– Хвала богу!
– Разумеется, богу. Не тебе же. – Теплота в его голосе вновь уступает место суровому холоду.
Я чуть было не принимаюсь извиняться, но вовремя одергиваю себя. Мне нельзя скатываться в сентиментальность и в былые модели моего поведения с Арчи. Вместо этого я наполняю голос и сердце таким же льдом. И приступаю.
– Ну что, прежде чем обсудить, как я исчезла, вернемся к вопросу о том, зачем я это сделала? Хотя, сказать по правде, оба эти вопроса неразрывно взаимосвязаны.
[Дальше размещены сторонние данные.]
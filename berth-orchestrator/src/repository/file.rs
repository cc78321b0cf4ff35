//! JSON snapshot store
//!
//! Each collection lives in a single JSON file holding the whole map. Every
//! mutation rewrites the file (temp file + rename) before it is applied to the
//! in-memory copy, so a caller that observed success can rely on the write
//! having reached disk.

use async_trait::async_trait;
use serde_json::Value;
use std::collections::BTreeMap;
use std::path::{Path, PathBuf};
use tokio::sync::Mutex;
use tracing::{debug, info};

use super::{KeyValueStore, Result, StoreError};

pub struct JsonFileStore {
    path: PathBuf,
    entries: Mutex<BTreeMap<String, Value>>,
}

impl JsonFileStore {
    /// Opens `<dir>/<collection>.json`, starting empty if it does not exist yet
    pub async fn open(dir: &Path, collection: &str) -> Result<Self> {
        tokio::fs::create_dir_all(dir)
            .await
            .map_err(|source| StoreError::Io {
                path: dir.to_path_buf(),
                source,
            })?;

        let path = dir.join(format!("{}.json", collection));

        let entries = match tokio::fs::read(&path).await {
            Ok(bytes) if bytes.is_empty() => BTreeMap::new(),
            Ok(bytes) => {
                serde_json::from_slice(&bytes).map_err(|source| StoreError::Serialization {
                    key: path.display().to_string(),
                    source,
                })?
            }
            Err(e) if e.kind() == std::io::ErrorKind::NotFound => BTreeMap::new(),
            Err(source) => return Err(StoreError::Io { path, source }),
        };

        info!(
            "Opened collection '{}' at {} ({} entries)",
            collection,
            path.display(),
            entries.len()
        );

        Ok(Self {
            path,
            entries: Mutex::new(entries),
        })
    }

    #[cfg(test)]
    pub fn path(&self) -> &Path {
        &self.path
    }

    async fn persist(&self, snapshot: &BTreeMap<String, Value>) -> Result<()> {
        let bytes =
            serde_json::to_vec_pretty(snapshot).map_err(|source| StoreError::Serialization {
                key: self.path.display().to_string(),
                source,
            })?;

        let tmp = self.path.with_extension("json.tmp");
        tokio::fs::write(&tmp, &bytes)
            .await
            .map_err(|source| StoreError::Io {
                path: tmp.clone(),
                source,
            })?;
        tokio::fs::rename(&tmp, &self.path)
            .await
            .map_err(|source| StoreError::Io {
                path: self.path.clone(),
                source,
            })?;

        debug!("Wrote {} entries to {}", snapshot.len(), self.path.display());
        Ok(())
    }
}

#[async_trait]
impl KeyValueStore for JsonFileStore {
    async fn get(&self, key: &str) -> Result<Option<Value>> {
        Ok(self.entries.lock().await.get(key).cloned())
    }

    async fn set(&self, key: &str, value: Value) -> Result<()> {
        let mut entries = self.entries.lock().await;
        let mut next = entries.clone();
        next.insert(key.to_string(), value);
        self.persist(&next).await?;
        *entries = next;
        Ok(())
    }

    async fn has(&self, key: &str) -> Result<bool> {
        Ok(self.entries.lock().await.contains_key(key))
    }

    async fn delete(&self, key: &str) -> Result<bool> {
        let mut entries = self.entries.lock().await;
        if !entries.contains_key(key) {
            return Ok(false);
        }
        let mut next = entries.clone();
        next.remove(key);
        self.persist(&next).await?;
        *entries = next;
        Ok(true)
    }

    async fn values(&self) -> Result<Vec<Value>> {
        Ok(self.entries.lock().await.values().cloned().collect())
    }
}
Он ничего не отвечает, а лишь искоса на меня смотрит, и я продолжаю речь, которую многократно повторяла, уединившись в номере. Я шла к этому моменту гораздо, гораздо дольше, чем одиннадцать дней моего отсутствия, но сейчас мне надо собраться с духом и забыть о своих чувствах и о годах, когда я была деликатной женой Арчи.
–
– Ты несешь какую-то бессмыслицу, Агата. Может, твое здравомыслие пропало вместе с тобой? – горько усмехнулся он.
Я пропускаю мимо ушей его язвительную реплику.
– История этого убийства изложена в рукописи, которую я тебе прислала. Ты прочел ее?
Он неохотно кивает.
– Разве у меня был выбор? В письме ты угрожала катастрофическими последствиями, если я с ней не ознакомлюсь. И если не буду следовать инструкциям, как вести себя при твоем исчезновении.
– Ну и прекрасно. Не буду спрашивать, понравилось ли, – я представляю, как тяжело читать о себе, если ты, конечно, достаточно способен к рефлексии, чтобы на этих страницах узнать собственную персону. Полагаю, мою рукопись можно назвать автобиографией, хотя нам с тобой известно, что в ней есть и доля вымысла. Но, разумеется, не в том, что касается тебя. Только не в этом. Хотя ты, скорее всего, по ходу чтения яростно не соглашался со своим портретом – никто не любит смотреть, как с неприглядной истины о нем срывают покрывало.
По лицу Арчи я вижу, насколько тошнотворной показалась ему рукопись, но про себя отмечаю, что он не оспаривает то, как он выведен в ней. По крайней мере, пока.
– В рукописи я полностью раскрыла себя – от девушки, какой я была, до женщины, жены и матери, которой стала, – и продемонстрировала, как постепенно росла твоя неприязнь к этой женщине. Как ты брезгливо ежился от моих чувств, как старался избежать моих эмоциональных разговоров, как отшатывался от моих прикосновений, как твои глаза стекленели от скуки при упоминании моих книг. И я показала тебе, как ты убивал части моей личности, которые были тебе противны, убивал одну за другой, пока от меня почти ничего не осталось. Самое главное – я принесла в жертву свои отношения с Розалиндой, поскольку ты не выносил конкуренции, когда речь шла о внимании к себе. Тут я не возлагаю всю вину на тебя, боже упаси. Мама учила меня, что ты и твои нужды всегда должны иметь приоритет, быть важнее моих нужд и нужд нашего ребенка. И я долгое время верила ей.
– Вообрази мое удивление, когда идеальная жена, которую я из себя вылепила – идеальная, по крайней мере, по твоим собственным представлениям, – оказалась недостаточно хороша. Вообрази мое потрясение, когда я, отбросив все настоящее, что во мне было, и преобразив себя в совершенную, по твоим понятиям, женщину – если не считать веса, но тут я ничего не могла поделать, хоть ты и извел меня разговорами о похудении, – когда я после всего этого увидела, как ты с трудом меня переносишь. А теперь вообрази смертельный удар, который ты мне нанес, сообщив, что у тебя есть идиллическая спутница, и это отнюдь не я, а молоденькая, смазливая, кроткая, «приличная» женщина по имени Нэнси Нил.
– Как видишь, ты убил ту, былую подлинную Агату ровно в том же смысле, в каком ты убил – как многие считали – Агату физическую. Твоя интрижка стала лишь завершающим ударом, а само убийство происходило постепенно, в течение долгих, долгих лет.
– Агата, это бред. Чистый вымысел. Вроде твоих дурацких книжек. – Его голос спокоен, но по лицу видно, что он едва не лопается от ярости.